■ Exercise brief ■
Beginning with the line that holds "fn launch(&self, spec: &LaunchSpec) -> io::Result<Child>;" in the data below, give again every line through the one that holds "impl BackendLauncher for", exactly as written.
Top of Source material
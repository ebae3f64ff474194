//! Spawning the backend process.

use std::io;
use std::path::PathBuf;
use std::process::Stdio;

use tokio::process::{Child, Command};
use tracing::debug;

/// Everything needed to spawn one backend process.
#[derive(Debug, Clone, PartialEq, Eq)]
pub struct LaunchSpec {
    pub program: String,
    /// Full argument list, `--port=<N>` and the mode flag included.
    pub args: Vec<String>,
    /// Variables added on top of the inherited environment.
    pub envs: Vec<(String, String)>,
    pub working_dir: Option<PathBuf>,
    /// Port the process is expected to listen on.
    pub port: u16,
}

/// Spawns backend processes.
///
/// The supervisor only sees the returned [`Child`]; tests substitute a
/// launcher that serves the health endpoint in-process.
pub trait BackendLauncher: Send + Sync {
    /// Spawn the process described by `spec`.
    ///
    /// Stdout and stderr should be piped so output can be forwarded to logs.
    fn launch(&self, spec: &LaunchSpec) -> io::Result<Child>;
}

/// Launches the configured program as an OS process.
#[derive(Debug, Clone, Copy, Default)]
pub struct CommandLauncher;

impl BackendLauncher for CommandLauncher {
    fn launch(&self, spec: &LaunchSpec) -> io::Result<Child> {
        let mut cmd = Command::new(&spec.program);
        cmd.args(&spec.args)
            .envs(spec.envs.iter().map(|(k, v)| (k.as_str(), v.as_str())))
            .stdin(Stdio::null())
            .stdout(Stdio::piped())
            .stderr(Stdio::piped())
            .kill_on_drop(true);
        if let Some(dir) = &spec.working_dir {
            cmd.current_dir(dir);
        }

        debug!(program = %spec.program, args = ?spec.args, port = spec.port, "Spawning backend");
        cmd.spawn()
    }
}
Bottom of Source material
■ Your response ■
    fn launch(&self, spec: &LaunchSpec) -> io::Result<Child>;
}

/// Launches the configured program as an OS process.
#[derive(Debug, Clone, Copy, Default)]
pub struct CommandLauncher;

impl BackendLauncher for CommandLauncher {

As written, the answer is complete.